Naturally a mature woman with a settled home life turns out to be an "extraordinary student"; her advantage is an emotional security which the young unmarried student is still casting about for.

Far from depriving her family of some of her attention, studying forces her to make the best use possible of the time she has. A houseful of shouting children is an amazing improver of one's powers of concentration--Victor Hugo will bear me out.

(MRS.) E. R. AMOILS

Johannesburg, South Africa

Sir:

While mother is climbing out of that washing machine to scale the educational heights, how does Instructor Heilbrun propose to keep father out of the poorhouse, and the kids out of jail?

THOMAS J. LALLY

Buffalo Grove, Ill.

Sir:

As the mother of four small children with one year of college, I look forward to the day when I am able to return and complete my education.

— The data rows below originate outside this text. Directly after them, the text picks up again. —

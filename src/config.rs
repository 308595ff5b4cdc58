use std::net::SocketAddr;
use std::str::FromStr;

use thiserror::Error;

use crate::models::enums::ExtractionProfile;

/// Application-level constants
pub const APP_NAME: &str = "Labscan";
pub const APP_VERSION: &str = env!("CARGO_PKG_VERSION");

pub const DEFAULT_BIND_ADDR: &str = "127.0.0.1:8787";
/// Upper bound on report text accepted over HTTP (1 MiB).
pub const DEFAULT_MAX_TEXT_BYTES: usize = 1024 * 1024;

const ENV_BIND_ADDR: &str = "LABSCAN_BIND_ADDR";
const ENV_PROFILE: &str = "LABSCAN_PROFILE";
const ENV_MAX_TEXT_BYTES: &str = "LABSCAN_MAX_TEXT_BYTES";

/// Log filter used when `RUST_LOG` is not set.
pub fn default_log_filter() -> &'static str {
    "labscan=info,labscan_lib=info,tower_http=info"
}

#[derive(Error, Debug)]
pub enum ConfigError {
    #[error("Invalid LABSCAN_BIND_ADDR '{0}'")]
    InvalidBindAddr(String),

    #[error("Invalid LABSCAN_PROFILE '{0}' (expected basic or comprehensive)")]
    InvalidProfile(String),

    #[error("Invalid LABSCAN_MAX_TEXT_BYTES '{0}'")]
    InvalidMaxTextBytes(String),
}

/// Runtime settings for the HTTP surface.
#[derive(Debug, Clone, PartialEq, Eq)]
pub struct ServerConfig {
    pub bind_addr: SocketAddr,
    pub default_profile: ExtractionProfile,
    pub max_text_bytes: usize,
}

impl Default for ServerConfig {
    fn default() -> Self {
        Self {
            bind_addr: SocketAddr::from(([127, 0, 0, 1], 8787)),
            default_profile: ExtractionProfile::Comprehensive,
            max_text_bytes: DEFAULT_MAX_TEXT_BYTES,
        }
    }
}

impl ServerConfig {
    /// Read settings from the process environment.
    pub fn from_env() -> Result<Self, ConfigError> {
        Self::from_lookup(|key| std::env::var(key).ok())
    }

    /// Read settings through `lookup`; unset or blank keys keep defaults.
    pub fn from_lookup<F>(lookup: F) -> Result<Self, ConfigError>
    where
        F: Fn(&str) -> Option<String>,
    {
        let get = |key: &str| lookup(key).map(|v| v.trim().to_string()).filter(|v| !v.is_empty());
        let mut config = Self::default();

        if let Some(addr) = get(ENV_BIND_ADDR) {
            config.bind_addr =
                SocketAddr::from_str(&addr).map_err(|_| ConfigError::InvalidBindAddr(addr))?;
        }
        if let Some(profile) = get(ENV_PROFILE) {
            config.default_profile = ExtractionProfile::from_str(&profile.to_lowercase())
                .map_err(|_| ConfigError::InvalidProfile(profile))?;
        }
        if let Some(max) = get(ENV_MAX_TEXT_BYTES) {
            config.max_text_bytes = max
                .parse::<usize>()
                .ok()
                .filter(|n| *n > 0)
                .ok_or(ConfigError::InvalidMaxTextBytes(max))?;
        }

        Ok(config)
    }
}

#[cfg(test)]
mod tests {
    use super::*;
    use std::collections::HashMap;

    fn lookup(pairs: &[(&str, &str)]) -> impl Fn(&str) -> Option<String> {
        let map: HashMap<String, String> = pairs
            .iter()
            .map(|(k, v)| (k.to_string(), v.to_string()))
            .collect();
        move |key| map.get(key).cloned()
    }

    #[test]
    fn defaults_when_unset() {
        let config = ServerConfig::from_lookup(lookup(&[])).unwrap();
        assert_eq!(config, ServerConfig::default());
        assert_eq!(config.bind_addr.to_string(), DEFAULT_BIND_ADDR);
    }

    #[test]
    fn reads_all_keys() {
        let config = ServerConfig::from_lookup(lookup(&[
            ("LABSCAN_BIND_ADDR", "0.0.0.0:9000"),
            ("LABSCAN_PROFILE", "Basic"),
            ("LABSCAN_MAX_TEXT_BYTES", "2048"),
        ]))
        .unwrap();
        assert_eq!(config.bind_addr.port(), 9000);
        assert_eq!(config.default_profile, ExtractionProfile::Basic);
        assert_eq!(config.max_text_bytes, 2048);
    }

    #[test]
    fn blank_values_keep_defaults() {
        let config = ServerConfig::from_lookup(lookup(&[("LABSCAN_PROFILE", "  ")])).unwrap();
        assert_eq!(config.default_profile, ExtractionProfile::Comprehensive);
    }

    #[test]
    fn rejects_invalid_values() {
        assert!(matches!(
            ServerConfig::from_lookup(lookup(&[("LABSCAN_BIND_ADDR", "localhost")])),
            Err(ConfigError::InvalidBindAddr(_))
        ));
        assert!(matches!(
            ServerConfig::from_lookup(lookup(&[("LABSCAN_PROFILE", "full")])),
            Err(ConfigError::InvalidProfile(_))
        ));
        assert!(matches!(
            ServerConfig::from_lookup(lookup(&[("LABSCAN_MAX_TEXT_BYTES", "0")])),
            Err(ConfigError::InvalidMaxTextBytes(_))
        ));
    }

    #[test]
    fn app_name_is_labscan() {
        assert_eq!(APP_NAME, "Labscan");
    }
}
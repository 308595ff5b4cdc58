//! HTTP surface over the extraction pipeline.
//!
//! Routes are nested under `/api/`. The router is composable:
//! `api_router()` returns a `Router` that can be mounted on any axum
//! server instance, and `server::serve` runs it until Ctrl-C.

pub mod endpoints;
pub mod error;
pub mod router;
pub mod server;
pub mod types;

pub use router::api_router;
pub use server::serve;
pub use types::ApiContext;
pub mod extraction;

The older I get, the more eager I am for knowledge. Girls do not realize how much they don't know until they leave school.

(MRS.) SUSAN BLAIR SMITH

Salt Lake City

Sir:

Under the Heilbrun plan our children, while basking in undiluted love, would be denied the advantage of an educated mother at a time when they are learning a language and seeking outlets for creative expression. Many young mothers would attend to their dreary home chores without the companionship of the good things for which they acquired a thirst in college.

(MRS.) BETTY MAY AMES

Sierra Madre, Calif.

Sir:

I have only one question: Did Dr. Heilbrun graduate from Wellesley before or after her three children were born ?

SHERRY BERKOWITZ

University of Pittsburgh

Pittsburgh

>Before.--ED.

It Figures

Sir:

I spent the greatest part of three hours walking through the current show of new figure paintings at the Museum of Modern Art. Not only has TIME reproduced what I feel were the best of the paintings [May 25] but has also managed to produce amazingly good quality prints.

DAVID SELBY Newark, N J.

Ready for Export?

Sir:

Is it true that there is a movement afoot among Texas Republicans to pay Billie Sol Estes' fare to Hyannisport?

W. H. RICHARDSON

Narragansett, R.I.

*Neither was there any among them that lacked: for as many as were possessors of lands or houses sold them, and brought the prices of the things that were sold. And laid them down at the apostles' feet: and distribution was made unto every man according as he had need."